(Records from a data source)
┌──

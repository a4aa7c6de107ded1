//! # Receive State Machine
//!
//! Byte-oriented parser for inbound frames. Only one frame is ever in
//! flight; a frame that does not complete within the timeout is abandoned.

use std::io;
use std::time::{Duration, Instant};

use tracing::trace;

use crate::serial::port_trait::LinkPort;
use crate::wire::protocol::*;

/// Parser state. Non-idle states carry the time the frame-start byte arrived.
#[derive(Debug, Clone, Copy, PartialEq, Eq)]
pub enum RxState {
    Idle,
    AwaitingHeader { started_at: Instant },
    AwaitingPayload { started_at: Instant, header: FrameHeader },
}

/// Something the link must react to
#[derive(Debug, Clone, Copy, PartialEq, Eq)]
pub enum RxEvent {
    /// Peer sent a RESET control byte
    Reset,
    /// Header and payload fully read; payload is in `Receiver::payload`
    Received(FrameHeader),
    /// Header declared a payload larger than the receive buffer
    Oversize(FrameHeader),
}

/// Inbound frame reassembly
#[derive(Debug)]
pub struct Receiver {
    state: RxState,
    timeout: Duration,
    buf: Vec<u8>,
}

impl Receiver {
    pub fn new(timeout: Duration) -> Self {
        Self {
            state: RxState::Idle,
            timeout,
            buf: Vec::with_capacity(MAX_DATA_LEN),
        }
    }

    pub fn state(&self) -> RxState {
        self.state
    }

    /// Payload of the last `RxEvent::Received` frame
    pub fn payload(&self) -> &[u8] {
        &self.buf
    }

    /// Drop any partial frame
    pub fn reset(&mut self) {
        self.state = RxState::Idle;
    }

    /// Abandon a partial frame older than the timeout
    ///
    /// Returns true if a frame was abandoned.
    pub fn check_timeout(&mut self, now: Instant) -> bool {
        let started_at = match self.state {
            RxState::Idle => return false,
            RxState::AwaitingHeader { started_at } => started_at,
            RxState::AwaitingPayload { started_at, .. } => started_at,
        };

        if now.saturating_duration_since(started_at) > self.timeout {
            self.state = RxState::Idle;
            return true;
        }

        false
    }

    /// Consume whatever input is available, stopping at the first event
    ///
    /// Never blocks: each state only reads once the bytes it needs are
    /// already buffered.
    pub fn poll<P: LinkPort + ?Sized>(&mut self, port: &mut P, now: Instant) -> io::Result<Option<RxEvent>> {
        loop {
            match self.state {
                RxState::Idle => {
                    let Some(byte) = port.read_byte()? else {
                        return Ok(None);
                    };

                    match byte {
                        COMM_RESET => return Ok(Some(RxEvent::Reset)),
                        COMM_DATA => self.state = RxState::AwaitingHeader { started_at: now },
                        other => trace!("Discarding stray byte 0x{:02X}", other),
                    }
                }
                RxState::AwaitingHeader { started_at } => {
                    if port.bytes_available() < HEADER_LEN {
                        return Ok(None);
                    }

                    let mut raw = [0u8; HEADER_LEN];
                    port.read_exact(&mut raw)?;
                    let header = FrameHeader::from_bytes(&raw);

                    if header.len as usize > MAX_DATA_LEN {
                        self.state = RxState::Idle;
                        return Ok(Some(RxEvent::Oversize(header)));
                    }

                    self.state = RxState::AwaitingPayload { started_at, header };
                }
                RxState::AwaitingPayload { header, .. } => {
                    let len = header.len as usize;
                    if port.bytes_available() < len {
                        return Ok(None);
                    }

                    self.buf.resize(len, 0);
                    port.read_exact(&mut self.buf)?;
                    self.state = RxState::Idle;

                    return Ok(Some(RxEvent::Received(header)));
                }
            }
        }
    }
}

#[cfg(test)]
mod tests {
    use super::*;
    use crate::serial::port_trait::mocks::MockPort;
    use crate::wire::encoder::encode_frame;

    const TIMEOUT: Duration = Duration::from_millis(20);

    #[test]
    fn test_reset_byte() {
        let mut port = MockPort::new();
        let mut rx = Receiver::new(TIMEOUT);
        port.feed(&[0x00, COMM_RESET]);

        let event = rx.poll(&mut port, Instant::now()).unwrap();
        assert_eq!(event, Some(RxEvent::Reset));
        assert_eq!(rx.state(), RxState::Idle);
    }

    #[test]
    fn test_complete_frame_in_one_poll() {
        let mut port = MockPort::new();
        let mut rx = Receiver::new(TIMEOUT);
        let frame = encode_frame(0x20, &[1, 2, 3, 4]).unwrap();
        port.feed(&frame.to_wire());

        let event = rx.poll(&mut port, Instant::now()).unwrap();
        assert_eq!(event, Some(RxEvent::Received(frame.header)));
        assert_eq!(rx.payload(), &[1, 2, 3, 4]);
        assert_eq!(rx.state(), RxState::Idle);
    }

    #[test]
    fn test_frame_split_across_polls() {
        let mut port = MockPort::new();
        let mut rx = Receiver::new(TIMEOUT);
        let t0 = Instant::now();
        let wire = encode_frame(0x31, &[9u8; 40]).unwrap().to_wire();

        port.feed(&wire[..4]);
        assert_eq!(rx.poll(&mut port, t0).unwrap(), None);
        assert_eq!(rx.state(), RxState::AwaitingHeader { started_at: t0 });

        port.feed(&wire[4..20]);
        assert_eq!(rx.poll(&mut port, t0).unwrap(), None);
        assert!(matches!(rx.state(), RxState::AwaitingPayload { .. }));

        port.feed(&wire[20..]);
        let event = rx.poll(&mut port, t0).unwrap();
        assert!(matches!(event, Some(RxEvent::Received(h)) if h.len == 40));
        assert_eq!(rx.payload(), &[9u8; 40][..]);
    }

    #[test]
    fn test_oversize_header() {
        let mut port = MockPort::new();
        let mut rx = Receiver::new(TIMEOUT);
        let header = FrameHeader { data_id: 1, msg_id: 0, len: 300, crc: 0 };
        port.feed(&[COMM_DATA]);
        port.feed(&header.to_bytes());

        let event = rx.poll(&mut port, Instant::now()).unwrap();
        assert_eq!(event, Some(RxEvent::Oversize(header)));
        assert_eq!(rx.state(), RxState::Idle);
    }

    #[test]
    fn test_timeout_measured_from_frame_start() {
        let mut port = MockPort::new();
        let mut rx = Receiver::new(TIMEOUT);
        let t0 = Instant::now();
        port.feed(&[COMM_DATA, 0x01]);
        rx.poll(&mut port, t0).unwrap();

        assert!(!rx.check_timeout(t0 + Duration::from_millis(20)));
        assert!(rx.check_timeout(t0 + Duration::from_millis(21)));
        assert_eq!(rx.state(), RxState::Idle);
        assert!(!rx.check_timeout(t0 + Duration::from_millis(100)));
    }

    #[test]
    fn test_timeout_keeps_start_through_payload_state() {
        let mut port = MockPort::new();
        let mut rx = Receiver::new(TIMEOUT);
        let t0 = Instant::now();
        let wire = encode_frame(0x01, &[0u8; 10]).unwrap().to_wire();

        port.feed(&wire[..1]);
        rx.poll(&mut port, t0).unwrap();
        port.feed(&wire[1..8]);
        rx.poll(&mut port, t0 + Duration::from_millis(15)).unwrap();
        assert!(matches!(rx.state(), RxState::AwaitingPayload { started_at, .. } if started_at == t0));

        assert!(rx.check_timeout(t0 + Duration::from_millis(25)));
    }

    #[test]
    fn test_idle_never_times_out() {
        let mut rx = Receiver::new(TIMEOUT);
        assert!(!rx.check_timeout(Instant::now() + Duration::from_secs(5)));
    }
}
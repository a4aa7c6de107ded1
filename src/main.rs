//! # WiFi Bridge
//!
//! Runs the co-processor end of the serial link on a Linux host.
//!
//! # Control Flow
//!
//! 1. **Initialization**
//!    - Load configuration (path from the first argument)
//!    - Set up logging with tracing subscriber, optionally to a file
//!    - Open the serial port and start the ready-line watcher
//!
//! 2. **Main Loop**
//!    - Let the UDP relay pick up received datagrams
//!    - Poll the link once per tick
//!    - Handle Ctrl+C for graceful shutdown

use std::time::Instant;

use anyhow::{Context, Result};
use tokio::time::{interval, Duration, MissedTickBehavior};
use tracing::info;
use tracing_subscriber::EnvFilter;

use wifi_bridge::config::Config;
use wifi_bridge::host;
use wifi_bridge::link::stats::Stage;
use wifi_bridge::link::Link;
use wifi_bridge::serial::{LinkSerial, DEFAULT_DEVICE_PATHS};

/// Configuration file used when none is given
const DEFAULT_CONFIG_PATH: &str = "config/default.toml";

/// Set up logging; the guard must live as long as file logging is wanted
fn init_logging(config: &Config) -> Option<tracing_appender::non_blocking::WorkerGuard> {
    let filter = EnvFilter::from_default_env().add_directive(tracing::Level::INFO.into());

    if config.logging.dir.is_empty() {
        tracing_subscriber::fmt().with_env_filter(filter).init();
        return None;
    }

    let appender = tracing_appender::rolling::never(&config.logging.dir, &config.logging.file);
    let (writer, guard) = tracing_appender::non_blocking(appender);
    tracing_subscriber::fmt()
        .with_env_filter(filter)
        .with_writer(writer)
        .with_ansi(false)
        .init();

    Some(guard)
}

#[tokio::main(flavor = "current_thread")]
async fn main() -> Result<()> {
    let config_path = std::env::args().nth(1).unwrap_or_else(|| DEFAULT_CONFIG_PATH.to_string());
    let config = Config::load(&config_path).with_context(|| format!("Failed to load {}", config_path))?;

    let _log_guard = init_logging(&config);
    info!("WiFi Bridge v{} starting...", env!("CARGO_PKG_VERSION"));

    let mut paths = vec![config.serial.port.as_str()];
    paths.extend(DEFAULT_DEVICE_PATHS.iter().filter(|p| **p != config.serial.port));
    let serial = LinkSerial::open_with_paths(&paths, config.serial.baud_rate)?;
    info!("Link serial port opened at: {}", serial.device_path());

    let collab = host::collaborators(config.bind_addr()?);
    let mut link = Link::new(serial, collab, config.timings(), Instant::now());

    let watcher = link
        .port()
        .spawn_ready_watcher(link.ready_line(), Duration::from_micros(config.serial.ready_line_poll_us))?;

    let mut ticker = interval(Duration::from_micros(config.serial.poll_interval_us));
    ticker.set_missed_tick_behavior(MissedTickBehavior::Skip);

    info!("Polling link every {}us", config.serial.poll_interval_us);
    info!("Press Ctrl+C to exit");

    loop {
        tokio::select! {
            _ = ticker.tick() => {
                let started = Instant::now();
                link.collaborators_mut().udp.process();
                link.stats_mut().record_time(Stage::Wifi, started.elapsed());

                link.poll(Instant::now());
            }

            _ = tokio::signal::ctrl_c() => {
                info!("Received Ctrl+C, shutting down...");
                info!("Communication errors: {}", link.stats().comm_errors());
                break;
            }
        }
    }

    watcher.abort();
    Ok(())
}
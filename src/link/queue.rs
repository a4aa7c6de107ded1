//! # Outbound Queues
//!
//! Producer/consumer pairs feeding the multiplexer. Producers can only
//! insert and the single consumer, owned by the link, can only remove from
//! the tail. Where a producer inserts decides the drain order: head
//! insertion gives oldest-first, tail insertion gives newest-first.

use std::collections::VecDeque;
use std::fmt;
use std::sync::{Arc, Mutex, MutexGuard, PoisonError};

use crate::wire::messages::{encode_debug_print, KvBatch};

/// End of the queue a producer inserts at
#[derive(Debug, Clone, Copy, PartialEq, Eq)]
pub enum InsertAt {
    Head,
    Tail,
}

type Shared<T> = Arc<Mutex<VecDeque<T>>>;

fn lock<T>(shared: &Shared<T>) -> MutexGuard<'_, VecDeque<T>> {
    shared.lock().unwrap_or_else(PoisonError::into_inner)
}

/// Insert-only handle
#[derive(Debug)]
pub struct Producer<T> {
    shared: Shared<T>,
    insert_at: InsertAt,
}

impl<T> Clone for Producer<T> {
    fn clone(&self) -> Self {
        Self {
            shared: self.shared.clone(),
            insert_at: self.insert_at,
        }
    }
}

impl<T> Producer<T> {
    pub fn push(&self, item: T) {
        let mut queue = lock(&self.shared);
        match self.insert_at {
            InsertAt::Head => queue.push_front(item),
            InsertAt::Tail => queue.push_back(item),
        }
    }
}

/// Remove-only handle; there is exactly one per queue
#[derive(Debug)]
pub struct Consumer<T> {
    shared: Shared<T>,
}

impl<T> Consumer<T> {
    /// Remove the tail item
    pub fn pop(&mut self) -> Option<T> {
        lock(&self.shared).pop_back()
    }

    pub fn len(&self) -> usize {
        lock(&self.shared).len()
    }

    pub fn is_empty(&self) -> bool {
        self.len() == 0
    }
}

/// Create a queue whose producers insert at `insert_at`
pub fn channel<T>(insert_at: InsertAt) -> (Producer<T>, Consumer<T>) {
    let shared: Shared<T> = Arc::new(Mutex::new(VecDeque::new()));
    (
        Producer { shared: shared.clone(), insert_at },
        Consumer { shared },
    )
}

/// Producer side of the broadcast key-value batch queue
pub type BatchSender = Producer<KvBatch>;

/// Producer side of the debug-print queue
#[derive(Debug, Clone)]
pub struct DebugPrinter {
    inner: Producer<Vec<u8>>,
}

impl DebugPrinter {
    pub(crate) fn new(inner: Producer<Vec<u8>>) -> Self {
        Self { inner }
    }

    /// Queue a message for the peer, truncated to one frame
    pub fn print(&self, msg: impl fmt::Display) {
        self.inner.push(encode_debug_print(&msg.to_string()));
    }
}
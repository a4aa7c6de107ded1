//! Trait abstraction for serial port operations to enable testing

use std::io;

/// Non-blocking serial port operations used by the link poll loop
pub trait LinkPort {
    /// Number of bytes that can be read without blocking
    fn bytes_available(&mut self) -> usize;

    /// Read exactly `buf.len()` bytes; callers check `bytes_available` first
    fn read_exact(&mut self, buf: &mut [u8]) -> io::Result<()>;

    /// Read a single byte if one is available
    fn read_byte(&mut self) -> io::Result<Option<u8>> {
        if self.bytes_available() == 0 {
            return Ok(None);
        }
        let mut byte = [0u8; 1];
        self.read_exact(&mut byte)?;
        Ok(Some(byte[0]))
    }

    /// Write all data to the port
    fn write_all(&mut self, data: &[u8]) -> io::Result<()>;

    /// Discard everything waiting in the input buffer
    fn flush_input(&mut self) -> io::Result<()>;

    /// Pulse the readiness line towards the peer
    fn strobe_ready(&mut self) -> io::Result<()>;
}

└──

■ Directions for this task ■
With "usize" as the string to look for, count the matching lines in the entries above and report only the number.

■ The completed task ■
4